Seeking to achieve the requirement of minimal effort (in the form of preparation and maintenance) relative to payoff as regards the described objectives: the idea was to have a document structure meta-markup that with as little effort as possible initially and over time (it should be possible to develop (change or add) output formats without having to think about the original source document), was able to the greatest extent possible, to take advantage of as many of the most interesting features available in each of the most important standard document representational methods, viz. html, XML, ODF, LaTeX, PDF and SQL type relational databases, from that common prepared document source, and that resulted in a meaningful common way of identifying text content.
This resulted in: (a) a minimalist/light structured markup from which the primary benefits of multiple document representation types could be generated. 264 Keeping markup/preparation relatively minimalist and easy to remember, and independent of the development/evolution of document output representations, in order to keep document preparation effort to a minimum, both initially and with regard to maintenance over time; (b) having an abstraction layer for the representation of the document, that was generated independently of the prepared source, which represented text as numbered objects that could be utilised in any of the final document output representational forms in a shared/ common/ similar way for the location of content within a document 265 Separating markup from abstraction and subsequent outputs meant that the markup syntax and underlying output generating modules could be developed/evolved independently of each other. You could arbitrarily change the markup syntax (or have alternative preparation syntaxes) provided you could generate the abstraction layer, from which subsequent outputs would result. Or you could change the abstraction layer and related output generation modules whilst retaining the markup syntax.
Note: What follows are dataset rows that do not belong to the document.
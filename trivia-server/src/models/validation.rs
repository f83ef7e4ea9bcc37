//! Validation error types

use std::fmt;

/// Validation error for request payloads
#[derive(Debug, Clone, PartialEq, Eq)]
pub enum ValidationError {
    /// Required key is absent from the body
    Missing { field: &'static str },

    /// Value present but of the wrong JSON type
    WrongType { field: &'static str, expected: &'static str },
}

impl fmt::Display for ValidationError {
    fn fmt(&self, f: &mut fmt::Formatter<'_>) -> fmt::Result {
        match self {
            Self::Missing { field } => write!(f, "{} is required", field),
            Self::WrongType { field, expected } => {
                write!(f, "{} must be {}", field, expected)
            }
        }
    }
}

impl std::error::Error for ValidationError {}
The first technical work that in any way relates to the way SiSU works dates back to earlyish in the history of the site Lex Mercatoria, which was at the time called Ananse, (and later the International Trade Law Project and then International Trade Law Monitor). Looking for more convenient ways to manage site content, while at the University of Tromso, I had a young student Tommy Johansen look at it whilst over a summer. I (and Geofrey Armstrong) at the time gathered content for the site. Tommy Johansen wrote some Perl scripts for generating html content, which were used early in the sites history and which were convenient in particular for: (a) producing uniform output, (b) separating code from markup, (c) their ability to produce tables of content, (d) the possibility of matching text in a header to segment text (not yet regular expressions). After Tommy Johansen left his scripts were used, pretty much unchanged for a good while, and though this was before text objects, or object numbers, document abstraction, or any document representation other than html, these were features that were retained by what was to become SiSU.
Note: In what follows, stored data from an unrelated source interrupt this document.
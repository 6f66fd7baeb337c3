//! Session event queue and self-addressed timers.
//!
//! Every input to a session (decoded frames, connection notifications,
//! send completions, timer firings, control messages) lands in one
//! unbounded queue and is handled strictly in order by the session task.
//! Timers are one-shot delayed events scheduled from within the session;
//! a session that does not re-arm stops ticking.

use std::net::SocketAddr;
use std::time::Duration;

use tokio::sync::mpsc;

use crate::transport::{Frame, TransportHandle};

/// Sender half of a session's inbound queue.
pub type EventSender = mpsc::UnboundedSender<SessionEvent>;

/// Receiver half of a session's inbound queue.
pub type EventReceiver = mpsc::UnboundedReceiver<SessionEvent>;

/// Create a session event queue.
pub fn event_queue() -> (EventSender, EventReceiver) {
    mpsc::unbounded_channel()
}

/// One queued input to a session.
#[derive(Debug)]
pub enum SessionEvent {
    /// A connection-oriented transport accepted a new peer.
    PeerJoined {
        /// Remote address of the peer.
        addr: SocketAddr,
        /// Outbound link to that peer.
        link: TransportHandle,
    },

    /// A decoded frame arrived.
    Frame {
        /// The frame.
        frame: Frame,
        /// Who sent it.
        from: SocketAddr,
    },

    /// The transport finished a data send; the buffer comes back for reuse.
    SendComplete(Vec<u8>),

    /// The peer's connection went away.
    PeerClosed(SocketAddr),

    /// Send trigger fired. Carries the timer generation it was armed in.
    SendTick(u64),

    /// Interval report timer fired.
    ReportTick(u64),

    /// Watchdog probe for an idle measuring session.
    IdleCheck(u64),

    /// Terminate the session from any state.
    Shutdown,
}

/// Schedule `event` onto the queue after `delay`.
///
/// Timer events carry the session's generation counter at arming time;
/// the dispatch loop drops firings whose generation no longer matches, so
/// a late timer after a state transition or shutdown is a no-op.
pub fn schedule(tx: &EventSender, delay: Duration, event: SessionEvent) {
    let tx = tx.clone();
    tokio::spawn(async move {
        tokio::time::sleep(delay).await;
        let _ = tx.send(event);
    });
}

#[cfg(test)]
mod tests {
    use super::*;

    #[tokio::test(start_paused = true)]
    async fn test_scheduled_event_fires_after_delay() {
        let (tx, mut rx) = event_queue();
        schedule(&tx, Duration::from_secs(2), SessionEvent::ReportTick(1));
        // Let the timer task register its sleep before moving the clock.
        tokio::task::yield_now().await;

        tokio::time::advance(Duration::from_secs(1)).await;
        assert!(rx.try_recv().is_err());

        tokio::time::advance(Duration::from_secs(1)).await;
        tokio::task::yield_now().await;
        assert!(matches!(rx.try_recv(), Ok(SessionEvent::ReportTick(1))));
    }

    #[tokio::test]
    async fn test_schedule_survives_dropped_receiver() {
        let (tx, rx) = event_queue();
        drop(rx);
        // The timer task must not panic when the queue is gone.
        schedule(&tx, Duration::from_millis(1), SessionEvent::Shutdown);
        tokio::time::sleep(Duration::from_millis(5)).await;
    }
}
//! Server session state machine.
//!
//! One session per server process. Arrivals, timer firings, and control
//! messages are handled strictly in order by a single task; dispatch is
//! keyed on `(state, event)`.

use std::net::SocketAddr;

use tokio::sync::mpsc;
use tokio::time::Instant;
use tracing::{debug, info, warn};

use super::event::{schedule, EventReceiver, EventSender, SessionEvent};
use crate::core::constants::{IDLE_TIMEOUT, REPORT_INTERVAL};
use crate::metrics::{IntervalReport, IntervalStats, SequenceTracker};
use crate::transport::{wire, Frame, Framing, TransportHandle};

/// Server lifecycle state.
#[derive(Debug, Clone, Copy, PartialEq, Eq)]
pub enum ServerState {
    /// Waiting for a client to start a run.
    Idle,
    /// Counting arrivals and reporting once per interval.
    Measuring,
    /// Terminal; the session task has ended.
    Stopped,
}

/// The peer whose traffic is currently being measured.
#[derive(Debug)]
struct ActivePeer {
    addr: SocketAddr,
    link: TransportHandle,
    /// Destination for unconnected (datagram) links.
    to: Option<SocketAddr>,
}

impl ActivePeer {
    async fn reply(&self, frame: Vec<u8>) {
        let result = match self.to {
            Some(to) => self.link.send_control_to(frame, to).await,
            None => self.link.send_control(frame).await,
        };
        if result.is_err() {
            debug!(addr = %self.addr, "reply failed, link gone");
        }
    }
}

/// Receiving side of the benchmark.
///
/// Composes the sequence tracker and interval statistics, owns the
/// 1-second report timer and the 5-second idle watchdog. Exactly one
/// measuring peer is supported on connection-oriented transports; the
/// datagram flavor is connectionless and interleaves traffic from any
/// sender into the one statistics stream.
pub struct ServerSession {
    state: ServerState,
    framing: Framing,
    /// Enforce the single-peer policy (connection-oriented transports).
    exclusive: bool,
    /// Outbound link of a datagram server; replies go through here.
    shared_link: Option<TransportHandle>,
    /// Connection waiting for (or owning) a measuring run.
    peer: Option<ActivePeer>,
    tracker: SequenceTracker,
    stats: IntervalStats,
    packets_per_interval: u32,
    last_activity: Instant,
    /// Bumped on every state transition; stale timer firings carry an
    /// older value and are dropped.
    timer_epoch: u64,
    events: EventReceiver,
    tx: EventSender,
    reports: Option<mpsc::UnboundedSender<IntervalReport>>,
}

impl ServerSession {
    /// Create a session for a connection-oriented transport. Links arrive
    /// via `PeerJoined` events.
    pub fn stream(events: EventReceiver, tx: EventSender) -> Self {
        Self::new(Framing::Stream, true, None, events, tx)
    }

    /// Create a session for a datagram transport replying through `link`.
    pub fn datagram(link: TransportHandle, events: EventReceiver, tx: EventSender) -> Self {
        Self::new(Framing::Datagram, false, Some(link), events, tx)
    }

    fn new(
        framing: Framing,
        exclusive: bool,
        shared_link: Option<TransportHandle>,
        events: EventReceiver,
        tx: EventSender,
    ) -> Self {
        Self {
            state: ServerState::Idle,
            framing,
            exclusive,
            shared_link,
            peer: None,
            tracker: SequenceTracker::new(),
            stats: IntervalStats::new(),
            packets_per_interval: 0,
            last_activity: Instant::now(),
            timer_epoch: 0,
            events,
            tx,
            reports: None,
        }
    }

    /// Also deliver every interval report through `tx` (tests, harnesses).
    pub fn with_reports(mut self, tx: mpsc::UnboundedSender<IntervalReport>) -> Self {
        self.reports = Some(tx);
        self
    }

    /// Current state.
    pub fn state(&self) -> ServerState {
        self.state
    }

    /// Run the session until shutdown.
    pub async fn run(mut self) {
        info!("server session waiting for clients");
        while let Some(event) = self.events.recv().await {
            self.handle(event).await;
            if self.state == ServerState::Stopped {
                break;
            }
        }
    }

    /// Dispatch one event. Public for state-machine tests.
    pub async fn handle(&mut self, event: SessionEvent) {
        match (self.state, event) {
            (_, SessionEvent::Shutdown)
            | (
                _,
                SessionEvent::Frame {
                    frame: Frame::Shutdown,
                    ..
                },
            ) => {
                info!("server session shutting down");
                self.stop();
            }

            (ServerState::Stopped, _) => {}

            (state, SessionEvent::PeerJoined { addr, link }) => {
                if state == ServerState::Measuring || self.peer.is_some() {
                    warn!(%addr, "no support for multiple endpoints, rejecting");
                    // Dropping the link tears the connection's writer down.
                    drop(link);
                } else {
                    debug!(%addr, "client connected");
                    self.peer = Some(ActivePeer {
                        addr,
                        link,
                        to: None,
                    });
                }
            }

            (
                state,
                SessionEvent::Frame {
                    frame:
                        Frame::Start {
                            packets_per_interval,
                        },
                    from,
                },
            ) => {
                self.on_start(state, packets_per_interval, from).await;
            }

            (
                ServerState::Measuring,
                SessionEvent::Frame {
                    frame: Frame::Data { seq, wire_len, .. },
                    from,
                },
            ) => {
                if self.exclusive
                    && self.peer.as_ref().map(|p| p.addr) != Some(from)
                {
                    debug!(%from, "ignoring data from non-active peer");
                    return;
                }
                self.stats.accumulate(wire_len);
                self.tracker.observe(seq);
                self.last_activity = Instant::now();
            }

            (ServerState::Idle, SessionEvent::Frame { frame: Frame::Data { .. }, from }) => {
                debug!(%from, "data while idle, not measuring");
            }

            (_, SessionEvent::Frame { frame: Frame::StartAck, from }) => {
                debug!(%from, "unexpected start ack");
            }

            (ServerState::Measuring, SessionEvent::ReportTick(generation)) => {
                if generation != self.timer_epoch {
                    return;
                }
                schedule(
                    &self.tx,
                    REPORT_INTERVAL,
                    SessionEvent::ReportTick(generation),
                );
                let report = self.stats.report(self.tracker.reset_interval());
                info!(
                    received = report.received,
                    target = self.packets_per_interval,
                    loss = report.loss_ratio(),
                    mb_per_s = report.megabytes(),
                    "{report}"
                );
                if let Some(reports) = &self.reports {
                    let _ = reports.send(report);
                }
            }
            (_, SessionEvent::ReportTick(_)) => {}

            (ServerState::Measuring, SessionEvent::IdleCheck(generation)) => {
                if generation != self.timer_epoch {
                    return;
                }
                let quiet = self.last_activity.elapsed();
                if quiet >= IDLE_TIMEOUT {
                    info!("no activity for {:?}, back to idle", IDLE_TIMEOUT);
                    self.become_idle();
                } else {
                    schedule(
                        &self.tx,
                        IDLE_TIMEOUT - quiet,
                        SessionEvent::IdleCheck(generation),
                    );
                }
            }
            (_, SessionEvent::IdleCheck(_)) => {}

            (state, SessionEvent::PeerClosed(addr)) => {
                if self.peer.as_ref().map(|p| p.addr) == Some(addr) {
                    self.peer = None;
                    if state == ServerState::Measuring {
                        info!(%addr, "client lost");
                        self.become_idle();
                    }
                }
            }

            // The server's own control replies complete through the shared
            // link driver; nothing to recycle.
            (_, SessionEvent::SendComplete(_)) => {}

            (_, SessionEvent::SendTick(_)) => {}
        }
    }

    async fn on_start(&mut self, state: ServerState, packets_per_interval: u32, from: SocketAddr) {
        match state {
            ServerState::Idle => {
                let reply_peer = if self.exclusive {
                    match self.peer.take() {
                        Some(peer) if peer.addr == from => peer,
                        Some(peer) => {
                            warn!(%from, "start from unknown connection, ignoring");
                            self.peer = Some(peer);
                            return;
                        }
                        None => {
                            warn!(%from, "start without a connection, ignoring");
                            return;
                        }
                    }
                } else {
                    let Some(link) = self.shared_link.clone() else {
                        warn!("datagram session without a link");
                        return;
                    };
                    ActivePeer {
                        addr: from,
                        link,
                        to: Some(from),
                    }
                };

                info!(%from, packets_per_interval, "new client, starting to measure");
                self.packets_per_interval = packets_per_interval;
                self.tracker = SequenceTracker::new();
                self.stats = IntervalStats::new();
                self.last_activity = Instant::now();
                self.state = ServerState::Measuring;
                self.timer_epoch += 1;
                schedule(
                    &self.tx,
                    REPORT_INTERVAL,
                    SessionEvent::ReportTick(self.timer_epoch),
                );
                schedule(
                    &self.tx,
                    IDLE_TIMEOUT,
                    SessionEvent::IdleCheck(self.timer_epoch),
                );
                reply_peer
                    .reply(wire::encode_start_ack(self.framing))
                    .await;
                self.peer = Some(reply_peer);
            }
            ServerState::Measuring => {
                if self.exclusive {
                    warn!(%from, "no support for multiple endpoints, start rejected");
                } else {
                    // Connectionless flavor: acknowledge and let the new
                    // sender interleave into the running measurement.
                    debug!(%from, "additional datagram sender joins the stream");
                    if let Some(link) = &self.shared_link {
                        let _ = link
                            .send_control_to(wire::encode_start_ack(self.framing), from)
                            .await;
                    }
                }
            }
            ServerState::Stopped => {}
        }
    }

    fn become_idle(&mut self) {
        // Bumping the epoch silences the report and watchdog timers.
        self.timer_epoch += 1;
        self.state = ServerState::Idle;
        self.peer = None;
    }

    fn stop(&mut self) {
        self.timer_epoch += 1;
        self.state = ServerState::Stopped;
        self.peer = None;
    }
}
//! Loss accounting and per-interval statistics.
//!
//! [`SequenceTracker`] classifies arriving sequence numbers against a single
//! next-expected cursor; [`IntervalStats`] accumulates received packets and
//! bytes between report timer firings. Both are pure state machines with no
//! I/O, owned exclusively by one session.

mod interval;
mod tracker;

pub use interval::{IntervalReport, IntervalStats};
pub use tracker::{Arrival, SequenceTracker};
In 1997/1998 object numbers were introduced to html output, overcoming the problem of the precise location of text within a fixed/published html document. The possibility of using text objects (and object numbers) for other forms of output was conceptually conceived around the same time as the introduction of object numbers to html, as it was clear that this system should have wider use across different types of output. 266
In 1999 I was switching from Windows to Gnu/Linux... first Red Hat then SuSE 267 as far as SiSU was concerned, the program was written in Perl and relatively easy to port. 268
In 2000 I was switching from Perl to Ruby... well that was the end of 2000, November (Dave Thomas' book which I was waiting for from the beginning of the year was published at last, and I finally received my copy). 269
By June 2001 SiSU was generating LaTeX output that was converted to both portrait and landscape pdf that shared the same object numbers as the html output.
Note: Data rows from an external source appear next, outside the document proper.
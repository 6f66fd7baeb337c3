//! netmark: a network throughput and packet-loss benchmark.
//!
//! A client generates fixed-size packets at a configured rate over TCP or
//! UDP; a server counts arrivals, infers loss from sequence-number gaps,
//! and reports throughput and loss once per second. Both sides are
//! single-task state machines fed by one ordered event queue, so all
//! accounting runs without locks.
//!
//! The [`bootstrap`] module wires a [`core::RunConfig`] into a running
//! process; [`session`] holds the state machines, [`transport`] the
//! socket drivers and wire format, [`metrics`] the loss and interval
//! accounting, and [`pacing`] the rate and in-flight budgeting.

#![forbid(unsafe_code)]
#![warn(missing_docs)]

pub mod bootstrap;
pub mod core;
pub mod metrics;
pub mod pacing;
pub mod session;
pub mod transport;

pub use crate::core::{NetmarkError, Proto, Role, RunConfig};
pub use crate::metrics::{IntervalReport, IntervalStats, SequenceTracker};
pub use crate::session::{ClientSession, ServerSession};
In May 2002 tired of waiting for the version dubbed Woody, I was switching to Debian... 270
SiSU search was finally actually implemented in 2002, 271 in the form of the database structure that made object search possible and the ability to populate the database with objects with corresponding object numbers from same document source as other output formats. I did not have much of an immediate incentive to implement search as I did not have an online database. However, having an implementation and showing it around was the reason for the initial opening of these pages and placing a description of what SiSU did on the Net in November 2002, ‹http://www.jus.uio.no/sisu› and updated regularly if haphazardly 272 since, and a pdf chart/diagram that included the relational database aspect as a feature, which should still be available at ‹http://www.jus.uio.no/sisu/diagram/sisu.chart.pdf› (prepared in 2002). 273
Concordance files, first called "wordmaps" were introduced the same year 2002. The search front-end has continued to evolve, and screen-shots of that were made in 2004.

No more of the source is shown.